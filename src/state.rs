//! Trajectory states exchanged between the propagation driver and the
//! event engine.
//!
//! Time is an `f64` number of seconds on whatever scale the caller
//! propagates on. The engine never compares times for equality; it works
//! on signed durations scaled by the propagation direction.

use std::collections::BTreeMap;
use std::fmt;

/// A time-stamped, immutable simulation state.
///
/// The engine treats states as opaque: it only needs their epoch and the
/// ability to extrapolate them a short distance in time.
pub trait TrajectoryState: Clone + fmt::Debug + 'static {
    /// Epoch of the state.
    fn time(&self) -> f64;

    /// Short-range extrapolation of the state by `dt` seconds.
    fn shifted_by(&self, dt: f64) -> Self;
}

/// A bare epoch is a valid trajectory state for purely time-driven indicators.
impl TrajectoryState for f64 {
    fn time(&self) -> f64 {
        *self
    }

    fn shifted_by(&self, dt: f64) -> Self {
        *self + dt
    }
}

/// State of a single propagated body: epoch, state vector, its time
/// derivative and named auxiliary channels (mass, attitude angles, ...).
#[derive(Debug, Clone, PartialEq)]
pub struct OrbitState<const N: usize> {
    /// Epoch
    pub t: f64,
    /// State vector
    pub y: [f64; N],
    /// dy/dt at `t`, as last computed by the propagator
    pub ydot: [f64; N],
    channels: BTreeMap<String, f64>,
}

impl<const N: usize> OrbitState<N> {
    /// Create a state with a zero derivative and no channels.
    pub fn new(t: f64, y: [f64; N]) -> Self {
        Self {
            t,
            y,
            ydot: [0.0; N],
            channels: BTreeMap::new(),
        }
    }

    /// Attach the state derivative.
    pub fn with_derivative(mut self, ydot: [f64; N]) -> Self {
        self.ydot = ydot;
        self
    }

    /// Set an auxiliary channel, replacing any previous value.
    pub fn with_channel(mut self, name: impl Into<String>, value: f64) -> Self {
        self.channels.insert(name.into(), value);
        self
    }

    /// Read an auxiliary channel.
    pub fn channel(&self, name: &str) -> Option<f64> {
        self.channels.get(name).copied()
    }

    /// All auxiliary channels.
    pub fn channels(&self) -> &BTreeMap<String, f64> {
        &self.channels
    }

    /// Replace every auxiliary channel at once.
    pub fn with_channels(mut self, channels: BTreeMap<String, f64>) -> Self {
        self.channels = channels;
        self
    }
}

impl<const N: usize> TrajectoryState for OrbitState<N> {
    fn time(&self) -> f64 {
        self.t
    }

    /// First-order extrapolation along the stored derivative. Adequate for
    /// shifts that are short compared to the dynamics' time scale.
    fn shifted_by(&self, dt: f64) -> Self {
        let mut y = self.y;
        for (yi, di) in y.iter_mut().zip(self.ydot.iter()) {
            *yi += dt * di;
        }
        Self {
            t: self.t + dt,
            y,
            ydot: self.ydot,
            channels: self.channels.clone(),
        }
    }
}

/// States of several independently propagated entities at a common epoch.
#[derive(Debug, Clone, PartialEq)]
pub struct EntityStates<S> {
    t: f64,
    entities: BTreeMap<String, S>,
}

impl<S: TrajectoryState> EntityStates<S> {
    /// Create an empty set of entity states at epoch `t`.
    pub fn new(t: f64) -> Self {
        Self {
            t,
            entities: BTreeMap::new(),
        }
    }

    /// Add (or replace) the state of an entity.
    pub fn with(mut self, id: impl Into<String>, state: S) -> Self {
        self.insert(id, state);
        self
    }

    /// Add (or replace) the state of an entity.
    pub fn insert(&mut self, id: impl Into<String>, state: S) {
        self.entities.insert(id.into(), state);
    }

    /// State of entity `id`, if present.
    pub fn get(&self, id: &str) -> Option<&S> {
        self.entities.get(id)
    }

    /// Number of entities.
    pub fn len(&self) -> usize {
        self.entities.len()
    }

    /// Whether no entity is present.
    pub fn is_empty(&self) -> bool {
        self.entities.is_empty()
    }

    /// Iterate over `(id, state)` pairs in identifier order.
    pub fn iter(&self) -> impl Iterator<Item = (&str, &S)> {
        self.entities.iter().map(|(k, v)| (k.as_str(), v))
    }
}

impl<S: TrajectoryState> TrajectoryState for EntityStates<S> {
    fn time(&self) -> f64 {
        self.t
    }

    fn shifted_by(&self, dt: f64) -> Self {
        Self {
            t: self.t + dt,
            entities: self
                .entities
                .iter()
                .map(|(k, v)| (k.clone(), v.shifted_by(dt)))
                .collect(),
        }
    }
}

/// Number of trajectories an indicator consumes.
#[derive(Debug, Clone, Copy, PartialEq, Eq)]
pub enum Arity {
    /// One trajectory
    Single,
    /// A mapping of entity identifiers to trajectories
    Multi,
}

impl fmt::Display for Arity {
    fn fmt(&self, f: &mut fmt::Formatter<'_>) -> fmt::Result {
        match self {
            Arity::Single => write!(f, "single-entity"),
            Arity::Multi => write!(f, "multi-entity"),
        }
    }
}

/// The value handed to detectors: either one state or a set of entity states.
#[derive(Debug, Clone, PartialEq)]
pub enum Snapshot<S> {
    /// Single-trajectory run
    Single(S),
    /// Multi-trajectory run
    Multi(EntityStates<S>),
}

impl<S: TrajectoryState> Snapshot<S> {
    /// Epoch of the snapshot.
    pub fn time(&self) -> f64 {
        match self {
            Snapshot::Single(s) => s.time(),
            Snapshot::Multi(m) => m.time(),
        }
    }

    /// Extrapolate the snapshot by `dt`.
    pub fn shifted_by(&self, dt: f64) -> Self {
        match self {
            Snapshot::Single(s) => Snapshot::Single(s.shifted_by(dt)),
            Snapshot::Multi(m) => Snapshot::Multi(m.shifted_by(dt)),
        }
    }

    /// Arity of the snapshot.
    pub fn arity(&self) -> Arity {
        match self {
            Snapshot::Single(_) => Arity::Single,
            Snapshot::Multi(_) => Arity::Multi,
        }
    }

    /// The single state, if this is a single-trajectory snapshot.
    pub fn as_single(&self) -> Option<&S> {
        match self {
            Snapshot::Single(s) => Some(s),
            Snapshot::Multi(_) => None,
        }
    }

    /// The entity states, if this is a multi-trajectory snapshot.
    pub fn as_multi(&self) -> Option<&EntityStates<S>> {
        match self {
            Snapshot::Single(_) => None,
            Snapshot::Multi(m) => Some(m),
        }
    }
}

/// State interpolation over the step currently being scanned.
///
/// Only times inside the step are ever requested.
pub trait StateProvider<S: TrajectoryState> {
    /// State at time `t`.
    fn state_at(&self, t: f64) -> Snapshot<S>;
}

impl<S, F> StateProvider<S> for F
where
    S: TrajectoryState,
    F: Fn(f64) -> Snapshot<S>,
{
    fn state_at(&self, t: f64) -> Snapshot<S> {
        self(t)
    }
}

==*==

*Task to carry out*
All of the material above needs to be copied exactly.

*Exercise answer*
filename src/state.rs
//! Trajectory states exchanged between the propagation driver and the
//! event engine.
//!
//! Time is an `f64` number of seconds on whatever scale the caller
//! propagates on. The engine never compares times for equality; it works
//! on signed durations scaled by the propagation direction.

use std::collections::BTreeMap;
use std::fmt;

/// A time-stamped, immutable simulation state.
///
/// The engine treats states as opaque: it only needs their epoch and the
/// ability to extrapolate them a short distance in time.
pub trait TrajectoryState: Clone + fmt::Debug + 'static {
    /// Epoch of the state.
    fn time(&self) -> f64;

    /// Short-range extrapolation of the state by `dt` seconds.
    fn shifted_by(&self, dt: f64) -> Self;
}

/// A bare epoch is a valid trajectory state for purely time-driven indicators.
impl TrajectoryState for f64 {
    fn time(&self) -> f64 {
        *self
    }

    fn shifted_by(&self, dt: f64) -> Self {
        *self + dt
    }
}

/// State of a single propagated body: epoch, state vector, its time
/// derivative and named auxiliary channels (mass, attitude angles, ...).
#[derive(Debug, Clone, PartialEq)]
pub struct OrbitState<const N: usize> {
    /// Epoch
    pub t: f64,
    /// State vector
    pub y: [f64; N],
    /// dy/dt at `t`, as last computed by the propagator
    pub ydot: [f64; N],
    channels: BTreeMap<String, f64>,
}

impl<const N: usize> OrbitState<N> {
    /// Create a state with a zero derivative and no channels.
    pub fn new(t: f64, y: [f64; N]) -> Self {
        Self {
            t,
            y,
            ydot: [0.0; N],
            channels: BTreeMap::new(),
        }
    }

    /// Attach the state derivative.
    pub fn with_derivative(mut self, ydot: [f64; N]) -> Self {
        self.ydot = ydot;
        self
    }

    /// Set an auxiliary channel, replacing any previous value.
    pub fn with_channel(mut self, name: impl Into<String>, value: f64) -> Self {
        self.channels.insert(name.into(), value);
        self
    }

    /// Read an auxiliary channel.
    pub fn channel(&self, name: &str) -> Option<f64> {
        self.channels.get(name).copied()
    }

    /// All auxiliary channels.
    pub fn channels(&self) -> &BTreeMap<String, f64> {
        &self.channels
    }

    /// Replace every auxiliary channel at once.
    pub fn with_channels(mut self, channels: BTreeMap<String, f64>) -> Self {
        self.channels = channels;
        self
    }
}

impl<const N: usize> TrajectoryState for OrbitState<N> {
    fn time(&self) -> f64 {
        self.t
    }

    /// First-order extrapolation along the stored derivative. Adequate for
    /// shifts that are short compared to the dynamics' time scale.
    fn shifted_by(&self, dt: f64) -> Self {
        let mut y = self.y;
        for (yi, di) in y.iter_mut().zip(self.ydot.iter()) {
            *yi += dt * di;
        }
        Self {
            t: self.t + dt,
            y,
            ydot: self.ydot,
            channels: self.channels.clone(),
        }
    }
}

/// States of several independently propagated entities at a common epoch.
#[derive(Debug, Clone, PartialEq)]
pub struct EntityStates<S> {
    t: f64,
    entities: BTreeMap<String, S>,
}

impl<S: TrajectoryState> EntityStates<S> {
    /// Create an empty set of entity states at epoch `t`.
    pub fn new(t: f64) -> Self {
        Self {
            t,
            entities: BTreeMap::new(),
        }
    }

    /// Add (or replace) the state of an entity.
    pub fn with(mut self, id: impl Into<String>, state: S) -> Self {
        self.insert(id, state);
        self
    }

    /// Add (or replace) the state of an entity.
    pub fn insert(&mut self, id: impl Into<String>, state: S) {
        self.entities.insert(id.into(), state);
    }

    /// State of entity `id`, if present.
    pub fn get(&self, id: &str) -> Option<&S> {
        self.entities.get(id)
    }

    /// Number of entities.
    pub fn len(&self) -> usize {
        self.entities.len()
    }

    /// Whether no entity is present.
    pub fn is_empty(&self) -> bool {
        self.entities.is_empty()
    }

    /// Iterate over `(id, state)` pairs in identifier order.
    pub fn iter(&self) -> impl Iterator<Item = (&str, &S)> {
        self.entities.iter().map(|(k, v)| (k.as_str(), v))
    }
}

impl<S: TrajectoryState> TrajectoryState for EntityStates<S> {
    fn time(&self) -> f64 {
        self.t
    }

    fn shifted_by(&self, dt: f64) -> Self {
        Self {
            t: self.t + dt,
            entities: self
                .entities
                .iter()
                .map(|(k, v)| (k.clone(), v.shifted_by(dt)))
                .collect(),
        }
    }
}

/// Number of trajectories an indicator consumes.
#[derive(Debug, Clone, Copy, PartialEq, Eq)]
pub enum Arity {
    /// One trajectory
    Single,
    /// A mapping of entity identifiers to trajectories
    Multi,
}

impl fmt::Display for Arity {
    fn fmt(&self, f: &mut fmt::Formatter<'_>) -> fmt::Result {
        match self {
            Arity::Single => write!(f, "single-entity"),
            Arity::Multi => write!(f, "multi-entity"),
        }
    }
}

/// The value handed to detectors: either one state or a set of entity states.
#[derive(Debug, Clone, PartialEq)]
pub enum Snapshot<S> {
    /// Single-trajectory run
    Single(S),
    /// Multi-trajectory run
    Multi(EntityStates<S>),
}

impl<S: TrajectoryState> Snapshot<S> {
    /// Epoch of the snapshot.
    pub fn time(&self) -> f64 {
        match self {
            Snapshot::Single(s) => s.time(),
            Snapshot::Multi(m) => m.time(),
        }
    }

    /// Extrapolate the snapshot by `dt`.
    pub fn shifted_by(&self, dt: f64) -> Self {
        match self {
            Snapshot::Single(s) => Snapshot::Single(s.shifted_by(dt)),
            Snapshot::Multi(m) => Snapshot::Multi(m.shifted_by(dt)),
        }
    }

    /// Arity of the snapshot.
    pub fn arity(&self) -> Arity {
        match self {
            Snapshot::Single(_) => Arity::Single,
            Snapshot::Multi(_) => Arity::Multi,
        }
    }

    /// The single state, if this is a single-trajectory snapshot.
    pub fn as_single(&self) -> Option<&S> {
        match self {
            Snapshot::Single(s) => Some(s),
            Snapshot::Multi(_) => None,
        }
    }

    /// The entity states, if this is a multi-trajectory snapshot.
    pub fn as_multi(&self) -> Option<&EntityStates<S>> {
        match self {
            Snapshot::Single(_) => None,
            Snapshot::Multi(m) => Some(m),
        }
    }
}

/// State interpolation over the step currently being scanned.
///
/// Only times inside the step are ever requested.
pub trait StateProvider<S: TrajectoryState> {
    /// State at time `t`.
    fn state_at(&self, t: f64) -> Snapshot<S>;
}

impl<S, F> StateProvider<S> for F
where
    S: TrajectoryState,
    F: Fn(f64) -> Snapshot<S>,
{
    fn state_at(&self, t: f64) -> Snapshot<S> {
        self(t)
    }
}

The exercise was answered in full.